Validation of the pharmacodynamics of BMS-247550, an analogue of epothilone B, during a phase I clinical study.

The primary aims of this study were to evaluate the timecourse and dose response of microtubule bundle formationin peripheral blood mononuclear cells (PBMCs) and to correlate these data with BMS-247550 pharmacokinetics. The data presented here were obtained from 17 patients enrolled in a Phase I trial who received five dose levels of BMS-247550 (7.4-59.2 mg/m(2)), given as a 1-h infusion once every 3 weeks. Plasma drug exposure or area under the curve (AUC), and tubulin bundle formation in PBMCs were assessed in cycles 1 and 2. Similar analyses were also performed on tumor biopsies from one eligible patient. PBMCs exhibited dramatic microtubule bundle formation 1 h after infusion that declined by 24 h, showing a positive correlation with AUC((0-24)) for cycles 1 and 2. A similar pattern of tubulin bundle formation also was observed in a smaller proportion of breast tumor cells from one patient who exhibited a partial response to BMS-247550. This patient's tumor expressed multidrug resistance (MDR1) and MDR-associated protein (MRP1), and in addition poly(ADPribose) polymerase cleavage, a marker of cell death, was observed within 23 h after drug infusion. This patient was also heterozygous for a novel polymorphism at the extreme COOH terminus of beta-tubulin (Gly 437 Gly/Ser), although the relevance of the polymorphism to the response is unknown.

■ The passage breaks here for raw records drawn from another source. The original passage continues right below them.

//! `info` command implementation.

use anyhow::{Context, Result};
use contracts::{RunBlueprint, TestSuite};
use serde::Serialize;
use tracing::info;

use crate::cli::InfoArgs;

/// Configuration info for JSON output
#[derive(Serialize)]
struct ConfigInfo {
    version: String,
    schema: Vec<FieldInfo>,
    matching: MatchingInfo,
    mail: MailInfo,
    sender: SenderInfo,
    stream: StreamInfo,
    #[serde(skip_serializing_if = "Vec::is_empty")]
    rows: Vec<RowInfo>,
}

#[derive(Serialize)]
struct FieldInfo {
    path: String,
    kind: String,
}

#[derive(Serialize)]
struct MatchingInfo {
    sender_path: String,
    subject_path: String,
}

#[derive(Serialize)]
struct MailInfo {
    to_address: String,
    #[serde(skip_serializing_if = "Vec::is_empty")]
    cc: Vec<String>,
    #[serde(skip_serializing_if = "Vec::is_empty")]
    bcc: Vec<String>,
}

#[derive(Serialize)]
struct SenderInfo {
    kind: String,
    concurrency: usize,
    send_timeout_secs: u64,
}

#[derive(Serialize)]
struct StreamInfo {
    kind: String,
    topic: String,
    timeout_secs: u64,
    poll_interval_ms: u64,
    batch_size: usize,
}

#[derive(Serialize)]
struct RowInfo {
    id: String,
    enabled: bool,
    sender: String,
    subject: String,
    asserted_fields: usize,
}

/// Execute the `info` command
pub fn run_info(args: &InfoArgs) -> Result<()> {
    info!(config = %args.config.display(), "Loading configuration info");

    if !args.config.exists() {
        anyhow::bail!("Configuration file not found: {}", args.config.display());
    }

    let blueprint = config_loader::ConfigLoader::load_blueprint(&args.config)
        .with_context(|| format!("Failed to load blueprint from {}", args.config.display()))?;

    let suite = match &args.suite {
        Some(path) => Some(
            config_loader::ConfigLoader::load_suite(path, &blueprint)
                .with_context(|| format!("Failed to load suite from {}", path.display()))?,
        ),
        None => None,
    };

    if args.resolved {
        let toml = config_loader::ConfigLoader::to_toml(&blueprint)
            .context("Failed to render resolved blueprint")?;
        print!("{}", toml);
    } else if args.json {
        let info = build_config_info(&blueprint, suite.as_ref());
        let json =
            serde_json::to_string_pretty(&info).context("Failed to serialize config info")?;
        println!("{}", json);
    } else {
        print_config_info(&blueprint, suite.as_ref());
    }

    Ok(())
}

fn build_config_info(blueprint: &RunBlueprint, suite: Option<&TestSuite>) -> ConfigInfo {
    let rows = suite
        .map(|suite| {
            suite
                .rows
                .iter()
                .map(|row| RowInfo {
                    id: row.id.clone(),
                    enabled: row.enabled,
                    sender: row.sender.clone(),
                    subject: row.subject.clone(),
                    asserted_fields: row
                        .expected
                        .iter()
                        .filter(|f| !f.expectation.trim().is_empty())
                        .count(),
                })
                .collect()
        })
        .unwrap_or_default();

    ConfigInfo {
        version: format!("{:?}", blueprint.version),
        schema: blueprint
            .schema
            .fields
            .iter()
            .map(|f| FieldInfo {
                path: f.path.clone(),
                kind: format!("{:?}", f.kind),
            })
            .collect(),
        matching: MatchingInfo {
            sender_path: blueprint.matching.sender_path.clone(),
            subject_path: blueprint.matching.subject_path.clone(),
        },
        mail: MailInfo {
            to_address: blueprint.mail.to_address.clone(),
            cc: blueprint.mail.cc.clone(),
            bcc: blueprint.mail.bcc.clone(),
        },
        sender: SenderInfo {
            kind: format!("{:?}", blueprint.sender.kind),
            concurrency: blueprint.sender.concurrency,
            send_timeout_secs: blueprint.sender.send_timeout_secs,
        },
        stream: StreamInfo {
            kind: format!("{:?}", blueprint.stream.kind),
            topic: blueprint.stream.topic.clone(),
            timeout_secs: blueprint.stream.timeout_secs,
            poll_interval_ms: blueprint.stream.poll_interval_ms,
            batch_size: blueprint.stream.batch_size,
        },
        rows,
    }
}

fn print_config_info(blueprint: &RunBlueprint, suite: Option<&TestSuite>) {
    println!("╔══════════════════════════════════════════════════════════════╗");
    println!("║                  Verifier Configuration                      ║");
    println!("╚══════════════════════════════════════════════════════════════╝\n");

    println!("Schema ({} fields, {:?})", blueprint.schema.fields.len(), blueprint.version);
    for (i, field) in blueprint.schema.fields.iter().enumerate() {
        let prefix = if i == blueprint.schema.fields.len() - 1 { "└─" } else { "├─" };
        let role = if field.path == blueprint.matching.sender_path {
            " [sender]"
        } else if field.path == blueprint.matching.subject_path {
            " [subject]"
        } else {
            ""
        };
        println!("   {} {} ({:?}){}", prefix, field.path, field.kind, role);
    }

    println!("\nMail");
    println!("   ├─ To: {}", blueprint.mail.to_address);
    println!("   ├─ Cc: {}", blueprint.mail.cc.join(", "));
    println!("   └─ Bcc: {}", blueprint.mail.bcc.join(", "));

    let sender = &blueprint.sender;
    println!("\nSender");
    println!("   ├─ Kind: {:?}", sender.kind);
    println!("   ├─ Concurrency: {}", sender.concurrency);
    println!("   └─ Send timeout: {}s", sender.send_timeout_secs);

    let stream = &blueprint.stream;
    println!("\nStream");
    println!("   ├─ Kind: {:?}", stream.kind);
    println!("   ├─ Topic: {}", stream.topic);
    println!("   ├─ Timeout: {}s", stream.timeout_secs);
    println!("   ├─ Poll interval: {}ms", stream.poll_interval_ms);
    println!("   └─ Batch size: {}", stream.batch_size);

    if let Some(suite) = suite {
        println!("\nRows ({})", suite.rows.len());
        for (i, row) in suite.rows.iter().enumerate() {
            let prefix = if i == suite.rows.len() - 1 { "└─" } else { "├─" };
            let flag = if row.enabled { "" } else { " (disabled)" };
            println!(
                "   {} {}: {} / {}{}",
                prefix, row.id, row.sender, row.subject, flag
            );
        }
    }

    println!();
}
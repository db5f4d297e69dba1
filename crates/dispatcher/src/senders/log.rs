//! LogSender - logs the composed message via tracing

use contracts::{ContractError, MessageSender, OutboundMessage};
use tracing::{debug, info, instrument};

/// Sender that only logs messages (smoke runs, dry transports)
pub struct LogSender {
    name: String,
}

impl LogSender {
    /// Create a new LogSender with the given name
    pub fn new(name: impl Into<String>) -> Self {
        Self { name: name.into() }
    }
}

impl MessageSender for LogSender {
    fn name(&self) -> &str {
        &self.name
    }

    #[instrument(
        name = "log_sender_send",
        skip(self, message),
        fields(sender = %self.name, row_id = %message.row_id)
    )]
    async fn send(&self, message: &OutboundMessage) -> Result<(), ContractError> {
        info!(
            from = %message.from,
            to = %message.to,
            subject = %message.subject,
            cc = message.cc.len(),
            attachment = message.attachment_spec.as_deref().unwrap_or(""),
            "Stimulus message logged"
        );
        if let Ok(json) = serde_json::to_string(message) {
            debug!(message = %json, "Message payload");
        }
        Ok(())
    }
}
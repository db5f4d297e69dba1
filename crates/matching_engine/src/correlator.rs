//! Two-stage event-to-row correlation.
//!
//! Stage 1 narrows rows by sender; stage 2 (only with two or more sender candidates)
//! narrows by subject. Anything that does not resolve to exactly one row is a conflict,
//! never a guess.

use std::collections::HashMap;
use std::sync::Arc;

use contracts::{ExpectationRow, ObservedEvent, RowState};
use tracing::{debug, info, warn};

/// Which stage resolved an event
#[derive(Debug, Clone, Copy, PartialEq, Eq)]
pub enum MatchStage {
    /// Single sender candidate
    Sender,
    /// Disambiguated by subject
    Subject,
}

/// Result of correlating one event
#[derive(Debug, Clone, PartialEq, Eq)]
pub enum CorrelationOutcome {
    /// Row moved Pending -> Matched
    Matched { row_id: String, stage: MatchStage },
    /// Row was already Matched; event appended
    Appended { row_id: String, stage: MatchStage },
    /// No row with this sender
    Unmatched,
    /// Ambiguous; every Pending candidate is now Conflicted
    Conflict { candidates: Vec<String> },
}

impl CorrelationOutcome {
    /// Label for metrics
    pub fn kind(&self) -> &'static str {
        match self {
            CorrelationOutcome::Matched {
                stage: MatchStage::Sender,
                ..
            } => "matched_sender",
            CorrelationOutcome::Matched {
                stage: MatchStage::Subject,
                ..
            } => "matched_subject",
            CorrelationOutcome::Appended { .. } => "appended",
            CorrelationOutcome::Unmatched => "unmatched",
            CorrelationOutcome::Conflict { .. } => "conflict",
        }
    }
}

/// Correlation counters
#[derive(Debug, Clone, Copy, Default, PartialEq, Eq)]
pub struct CorrelationStats {
    pub matched: u64,
    pub appended: u64,
    pub unmatched: u64,
    pub conflicts: u64,
}

/// Owns the row collection during consumption.
#[derive(Debug)]
pub struct Correlator {
    rows: Vec<ExpectationRow>,
    /// Normalized sender -> row indices (all rows, state filtered at lookup)
    by_sender: HashMap<String, Vec<usize>>,
    pending: usize,
    stats: CorrelationStats,
}

impl Correlator {
    /// Take ownership of the dispatched rows and build the sender index
    pub fn new(rows: Vec<ExpectationRow>) -> Self {
        let mut by_sender: HashMap<String, Vec<usize>> = HashMap::new();
        for (idx, row) in rows.iter().enumerate() {
            by_sender.entry(row.normalized_sender()).or_default().push(idx);
        }
        let pending = rows.iter().filter(|row| row.is_pending()).count();

        Self {
            rows,
            by_sender,
            pending,
            stats: CorrelationStats::default(),
        }
    }

    /// Rows still waiting for an event
    pub fn pending_count(&self) -> usize {
        self.pending
    }

    /// True when no row is Pending any more
    pub fn all_resolved(&self) -> bool {
        self.pending == 0
    }

    pub fn stats(&self) -> CorrelationStats {
        self.stats
    }

    pub fn rows(&self) -> &[ExpectationRow] {
        &self.rows
    }

    /// Hand the rows back for verdict computation
    pub fn into_rows(self) -> Vec<ExpectationRow> {
        self.rows
    }

    /// Correlate one decoded event; pure state transition, never blocks.
    pub fn correlate(&mut self, event: ObservedEvent) -> CorrelationOutcome {
        let key = event.correlation_key.clone();

        let sender_candidates: Vec<usize> = self
            .by_sender
            .get(&key.sender)
            .map(|indices| {
                indices
                    .iter()
                    .copied()
                    .filter(|&idx| is_correlatable(&self.rows[idx].state))
                    .collect()
            })
            .unwrap_or_default();

        match sender_candidates.as_slice() {
            [] => {
                self.stats.unmatched += 1;
                info!(
                    sequence = event.sequence,
                    sender = %key.sender,
                    subject = %key.subject,
                    "Observed event matches no row, dropped"
                );
                CorrelationOutcome::Unmatched
            }
            [only] => self.attach(*only, event, MatchStage::Sender),
            _ => {
                let subject_candidates: Vec<usize> = sender_candidates
                    .iter()
                    .copied()
                    .filter(|&idx| self.rows[idx].normalized_subject() == key.subject)
                    .collect();

                match subject_candidates.as_slice() {
                    [only] => self.attach(*only, event, MatchStage::Subject),
                    [] => self.conflict(&sender_candidates, &event),
                    _ => self.conflict(&subject_candidates, &event),
                }
            }
        }
    }

    /// Mark every still-Pending row NotFound; returns how many were expired.
    pub fn expire_pending(&mut self) -> usize {
        let mut expired = 0;
        for row in self.rows.iter_mut().filter(|row| row.is_pending()) {
            if row.mark_not_found().is_ok() {
                expired += 1;
                debug!(row_id = %row.id, "Row expired without event");
            }
        }
        self.pending = self.pending.saturating_sub(expired);
        expired
    }

    fn attach(&mut self, idx: usize, event: ObservedEvent, stage: MatchStage) -> CorrelationOutcome {
        let sequence = event.sequence;
        let row = &mut self.rows[idx];
        let was_pending = row.is_pending();

        if let Err(err) = row.attach_event(Arc::new(event)) {
            // Candidates are filtered by state, so this only fires on a broken index.
            warn!(row_id = %row.id, error = %err, "Failed to attach event");
            self.stats.unmatched += 1;
            return CorrelationOutcome::Unmatched;
        }

        let row_id = row.id.clone();
        if was_pending {
            self.pending = self.pending.saturating_sub(1);
            self.stats.matched += 1;
            debug!(row_id = %row_id, sequence, ?stage, "Row matched");
            CorrelationOutcome::Matched { row_id, stage }
        } else {
            self.stats.appended += 1;
            debug!(row_id = %row_id, sequence, ?stage, "Additional event appended to matched row");
            CorrelationOutcome::Appended { row_id, stage }
        }
    }

    fn conflict(&mut self, candidates: &[usize], event: &ObservedEvent) -> CorrelationOutcome {
        let candidate_ids: Vec<String> = candidates
            .iter()
            .map(|&idx| self.rows[idx].id.clone())
            .collect();

        for &idx in candidates {
            let row = &mut self.rows[idx];
            if row.is_pending() && row.mark_conflicted(candidate_ids.clone()).is_ok() {
                self.pending = self.pending.saturating_sub(1);
            }
        }

        self.stats.conflicts += 1;
        warn!(
            sequence = event.sequence,
            sender = %event.correlation_key.sender,
            subject = %event.correlation_key.subject,
            candidates = ?candidate_ids,
            "Observed event is ambiguous, candidates marked conflicted"
        );
        CorrelationOutcome::Conflict {
            candidates: candidate_ids,
        }
    }
}

fn is_correlatable(state: &RowState) -> bool {
    matches!(state, RowState::Pending | RowState::Matched(_))
}
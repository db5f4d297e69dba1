//! Run-start preconditions, checked before any send.

use std::collections::{HashMap, HashSet};

use contracts::{DispatchConfig, ExpectationRow, WindowConfig};

use crate::error::{EngineError, Result};

/// Validate the row set.
///
/// - ids are non-empty and unique across all rows
/// - enabled rows have a non-empty sender
/// - trimmed `(sender, subject)` is unique among enabled rows
pub fn check_rows(rows: &[ExpectationRow]) -> Result<()> {
    let mut seen_ids = HashSet::new();
    for (position, row) in rows.iter().enumerate() {
        if row.id.trim().is_empty() {
            return Err(EngineError::precondition(
                format!("row at position {} has an empty id", position + 1),
                Vec::new(),
            ));
        }
        if !seen_ids.insert(row.id.as_str()) {
            return Err(EngineError::precondition(
                "duplicate row id",
                vec![row.id.clone()],
            ));
        }
    }

    let mut by_key: HashMap<(String, String), Vec<String>> = HashMap::new();
    for row in rows.iter().filter(|row| row.enabled) {
        let sender = row.normalized_sender();
        if sender.is_empty() {
            return Err(EngineError::precondition(
                "enabled row has an empty sender",
                vec![row.id.clone()],
            ));
        }
        by_key
            .entry((sender, row.normalized_subject()))
            .or_default()
            .push(row.id.clone());
    }

    let mut duplicated: Vec<Vec<String>> = by_key
        .into_values()
        .filter(|ids| ids.len() > 1)
        .collect();
    if !duplicated.is_empty() {
        duplicated.sort();
        let groups: Vec<String> = duplicated.iter().map(|ids| ids.join("/")).collect();
        return Err(EngineError::precondition(
            format!(
                "duplicate (sender, subject) among enabled rows: {}",
                groups.join("; ")
            ),
            duplicated.into_iter().flatten().collect(),
        ));
    }

    Ok(())
}

/// Validate dispatcher and window settings
pub fn check_settings(dispatch: &DispatchConfig, window: &WindowConfig) -> Result<()> {
    if dispatch.concurrency == 0 {
        return Err(EngineError::invalid_setting(
            "sender.concurrency",
            "must be at least 1",
        ));
    }
    if dispatch.send_timeout.is_zero() {
        return Err(EngineError::invalid_setting(
            "sender.send_timeout_secs",
            "must be > 0",
        ));
    }
    if window.timeout.is_zero() {
        return Err(EngineError::invalid_setting("stream.timeout_secs", "must be > 0"));
    }
    if window.poll_interval.is_zero() {
        return Err(EngineError::invalid_setting(
            "stream.poll_interval_ms",
            "must be > 0",
        ));
    }
    Ok(())
}
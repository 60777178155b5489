use std::fmt;

use thiserror::Error;

use crate::format::{AudioFormat, PcmEncoding};

/// The part of the audio stage a failure originated from
#[derive(Debug, Clone, Copy, PartialEq, Eq)]
pub enum AudioStage {
    /// Building the upstream processing chain for the input format
    GraphInitialization,
    /// Creating and configuring the encoder
    EncoderInitialization,
    /// Acquiring input slots or submitting input to the encoder
    EncoderInput,
    /// Pulling or releasing encoded output
    EncoderOutput,
}

impl fmt::Display for AudioStage {
    fn fmt(&self, f: &mut fmt::Formatter<'_>) -> fmt::Result {
        let name = match self {
            AudioStage::GraphInitialization => "audio graph initialization",
            AudioStage::EncoderInitialization => "audio encoder initialization",
            AudioStage::EncoderInput => "audio encoder input",
            AudioStage::EncoderOutput => "audio encoder output",
        };
        f.write_str(name)
    }
}

/// Main error type for the audio export stage
#[derive(Error, Debug)]
pub enum ExportError {
    /// No output codec is supported by both the sink and the encoder
    #[error("Configuration error: {0}")]
    Config(String),

    /// The upstream audio graph cannot handle the input format
    #[error("Audio processing failed during {stage}: {source}")]
    AudioGraph {
        stage: AudioStage,
        #[source]
        source: UnhandledAudioFormat,
    },

    /// An error reported by the encoder port
    #[error("Audio encoder failed during {stage}: {source}")]
    Encoder {
        stage: AudioStage,
        #[source]
        source: EncoderError,
    },

    /// An error reported by the muxer sink
    #[error("Muxing error: {0}")]
    Muxing(String),

    /// The accumulated input byte count can no longer be represented
    #[error("Invalid timestamp: {0}")]
    InvalidTimestamp(String),

    /// The stage was invoked after `release()`
    #[error("Audio exporter already released")]
    Released,

    /// A standard I/O error
    #[error("IO error: {0}")]
    Io(#[from] std::io::Error),
}

impl ExportError {
    /// Wrap an encoder error with the stage it happened in.
    pub fn encoder(stage: AudioStage, source: EncoderError) -> Self {
        ExportError::Encoder { stage, source }
    }

    /// The audio stage this failure is attributed to, if it came from the
    /// audio path rather than configuration, the sink or I/O.
    pub fn audio_stage(&self) -> Option<AudioStage> {
        match self {
            ExportError::AudioGraph { stage, .. } | ExportError::Encoder { stage, .. } => {
                Some(*stage)
            }
            _ => None,
        }
    }
}

/// Encoder port errors
#[derive(Error, Debug, Clone, PartialEq, Eq)]
pub enum EncoderError {
    /// No encoder exists for the requested codec
    #[error("Failed to find encoder: {0}")]
    EncoderNotFound(String),

    /// Failure applying configuration parameters to an encoder
    #[error("Failed to configure encoder: {0}")]
    Configure(String),

    /// Failure accepting an input buffer
    #[error("Failed to queue input buffer: {0}")]
    QueueInput(String),

    /// Failure producing or releasing an output buffer
    #[error("Failed to dequeue output buffer: {0}")]
    DequeueOutput(String),

    /// The call is not valid in the encoder's current state
    #[error("Invalid encoder state: {0}")]
    InvalidState(&'static str),
}

/// Raised by an audio graph that cannot process the given input format
#[derive(Error, Debug, Clone, PartialEq, Eq)]
#[error("Unhandled input format {format}: {reason}")]
pub struct UnhandledAudioFormat {
    pub format: AudioFormat,
    pub reason: String,
}

impl UnhandledAudioFormat {
    pub fn new(format: AudioFormat, reason: impl Into<String>) -> Self {
        Self {
            format,
            reason: reason.into(),
        }
    }

    /// Shorthand for an encoding the graph has no conversion for.
    pub fn unsupported_encoding(format: AudioFormat, encoding: PcmEncoding) -> Self {
        Self::new(format, format!("unsupported PCM encoding {:?}", encoding))
    }
}

/// Result type alias for convenience
pub type Result<T> = std::result::Result<T, ExportError>;
//! Audio export stage
//!
//! Moves processed PCM from an audio graph into a block-oriented encoder and
//! relays the encoded access units to a muxer, without ever blocking the
//! calling thread. Timestamps are derived from the number of bytes the
//! encoder has accepted.

pub mod config;
pub mod encoder;
pub mod error;
pub mod exporter;
pub mod fallback;
pub mod format;
pub mod graph;
pub mod sink;
pub mod timing;

#[cfg(test)]
pub(crate) mod tests;

pub use error::{AudioStage, EncoderError, ExportError, Result, UnhandledAudioFormat};
pub use exporter::{AudioSampleExporter, OutputRelay, ProcessOutcome, SampleExporter};
pub use fallback::{FallbackListener, FallbackTracker};
pub use format::{AudioCodec, AudioFormat, MediaFormat, PcmEncoding, TransformationRequest};
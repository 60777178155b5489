//! In-memory sink collecting encoded samples
//!
//! Keeps everything the relay hands over so callers can inspect or write
//! the elementary stream after the export finished.

use bytes::{Bytes, BytesMut};
use serde::Serialize;

use super::{EncodedSample, MuxerSink};
use crate::error::{ExportError, Result};
use crate::format::{AudioCodec, MediaFormat};

/// [`MuxerSink`] that stores samples in memory
#[derive(Debug, Clone)]
pub struct MemorySink {
    supported: Vec<AudioCodec>,
    format: Option<MediaFormat>,
    samples: Vec<EncodedSample>,
    ended: bool,
    /// Refuse samples while this many are stored; `None` is unbounded
    capacity: Option<usize>,
}

/// Totals of a finished export
#[derive(Debug, Clone, PartialEq, Eq, Serialize)]
pub struct SinkSummary {
    pub codec: Option<AudioCodec>,
    pub sample_rate: Option<u32>,
    pub channel_count: Option<u16>,
    pub samples: usize,
    pub bytes: usize,
    pub first_time_us: Option<i64>,
    pub last_time_us: Option<i64>,
    pub ended: bool,
}

impl MemorySink {
    pub fn new(supported: Vec<AudioCodec>) -> Self {
        Self {
            supported,
            format: None,
            samples: Vec::new(),
            ended: false,
            capacity: None,
        }
    }

    /// Refuse samples once `capacity` are held, until [`MemorySink::take_samples`].
    pub fn with_capacity_limit(mut self, capacity: usize) -> Self {
        self.capacity = Some(capacity);
        self
    }

    pub fn format(&self) -> Option<&MediaFormat> {
        self.format.as_ref()
    }

    pub fn samples(&self) -> &[EncodedSample] {
        &self.samples
    }

    /// Drain the stored samples.
    pub fn take_samples(&mut self) -> Vec<EncodedSample> {
        std::mem::take(&mut self.samples)
    }

    pub fn is_ended(&self) -> bool {
        self.ended
    }

    /// All sample payloads concatenated in order.
    pub fn elementary_stream(&self) -> Bytes {
        let mut out = BytesMut::with_capacity(self.samples.iter().map(|s| s.data.len()).sum());
        for sample in &self.samples {
            out.extend_from_slice(&sample.data);
        }
        out.freeze()
    }

    pub fn summary(&self) -> SinkSummary {
        SinkSummary {
            codec: self.format.as_ref().map(|f| f.codec),
            sample_rate: self.format.as_ref().map(|f| f.sample_rate),
            channel_count: self.format.as_ref().map(|f| f.channel_count),
            samples: self.samples.len(),
            bytes: self.samples.iter().map(|s| s.data.len()).sum(),
            first_time_us: self.samples.first().map(|s| s.time_us),
            last_time_us: self.samples.last().map(|s| s.time_us),
            ended: self.ended,
        }
    }
}

impl MuxerSink for MemorySink {
    fn supported_codecs(&self) -> Vec<AudioCodec> {
        self.supported.clone()
    }

    fn on_format_available(&mut self, format: &MediaFormat) -> Result<()> {
        if self.format.is_some() {
            return Err(ExportError::Muxing("track format already set".into()));
        }
        self.format = Some(format.clone());
        Ok(())
    }

    fn on_encoded_buffer(&mut self, sample: &EncodedSample) -> Result<bool> {
        if self.format.is_none() {
            return Err(ExportError::Muxing("sample written before track format".into()));
        }
        if self.ended {
            return Err(ExportError::Muxing("sample written after end of track".into()));
        }
        if self.capacity.is_some_and(|cap| self.samples.len() >= cap) {
            return Ok(false);
        }
        self.samples.push(sample.clone());
        Ok(true)
    }

    fn on_ended(&mut self) -> Result<()> {
        if self.ended {
            return Err(ExportError::Muxing("track ended twice".into()));
        }
        self.ended = true;
        Ok(())
    }
}
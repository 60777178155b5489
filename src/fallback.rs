//! Output format negotiation and fallback reporting
//!
//! The encoder that ends up being used may differ from what the caller asked
//! for. The caller is told exactly once, during construction of the stage,
//! which request is actually being fulfilled.

use crate::encoder::EncoderFactory;
use crate::error::{ExportError, Result};
use crate::format::{AudioCodec, MediaFormat, TransformationRequest};

/// Receives the finalized transformation request
pub trait FallbackListener {
    fn on_transformation_request_finalized(&mut self, request: TransformationRequest);
}

impl<F: FnMut(TransformationRequest)> FallbackListener for F {
    fn on_transformation_request_finalized(&mut self, request: TransformationRequest) {
        self(request)
    }
}

/// Listener that remembers the finalized request and logs deviations from
/// the original one
#[derive(Debug, Clone)]
pub struct FallbackTracker {
    original: TransformationRequest,
    finalized: Option<TransformationRequest>,
}

impl FallbackTracker {
    pub fn new(original: TransformationRequest) -> Self {
        Self {
            original,
            finalized: None,
        }
    }

    pub fn finalized(&self) -> Option<&TransformationRequest> {
        self.finalized.as_ref()
    }

    /// Whether the finalized request differs from the original.
    pub fn fallback_applied(&self) -> bool {
        self.finalized
            .as_ref()
            .is_some_and(|finalized| *finalized != self.original)
    }
}

impl FallbackListener for FallbackTracker {
    fn on_transformation_request_finalized(&mut self, request: TransformationRequest) {
        if request != self.original {
            tracing::warn!(
                requested = ?self.original.audio_codec,
                actual = ?request.audio_codec,
                "fallback applied to transformation request"
            );
        }
        self.finalized = Some(request);
    }
}

/// Pick the output codec for `requested`.
///
/// The requested codec is tried first, then every codec the sink supports in
/// its order of preference. The first one the sink accepts and the encoder
/// factory can produce wins.
pub fn find_supported_codec(
    requested: &MediaFormat,
    sink_codecs: &[AudioCodec],
    encoder_factory: &dyn EncoderFactory,
) -> Result<AudioCodec> {
    std::iter::once(requested.codec)
        .chain(sink_codecs.iter().copied())
        .find(|codec| sink_codecs.contains(codec) && encoder_factory.supports_codec(*codec))
        .ok_or_else(|| {
            ExportError::Config(format!(
                "no codec supported by both encoder and muxer (requested {}, muxer supports {:?})",
                requested.codec, sink_codecs
            ))
        })
}

/// The request that is actually being fulfilled.
///
/// Only the codec is compared: when the encoder ended up with the requested
/// codec the original request is returned unchanged, otherwise a copy with
/// just the audio codec replaced.
pub fn create_fallback_transformation_request(
    request: &TransformationRequest,
    requested_format: &MediaFormat,
    actual_format: &MediaFormat,
) -> TransformationRequest {
    // TODO: include bitrate and other audio characteristics once encoders
    // report what they actually configured for them.
    if requested_format.codec == actual_format.codec {
        return request.clone();
    }
    TransformationRequest {
        audio_codec: Some(actual_format.codec),
        ..request.clone()
    }
}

In summary, microtubule bundle formation in PBMCs occurs within 1 h of treatment with BMS-247550 and is related to plasma AUC. Similar bundle formation was seen in one tumor sample, despite expression of MDR1 and MRP1. Cell death occurred 23 h after peak microtubule bundle formation in these tumor cells. These findings validate in vitro pharmacodynamic observations.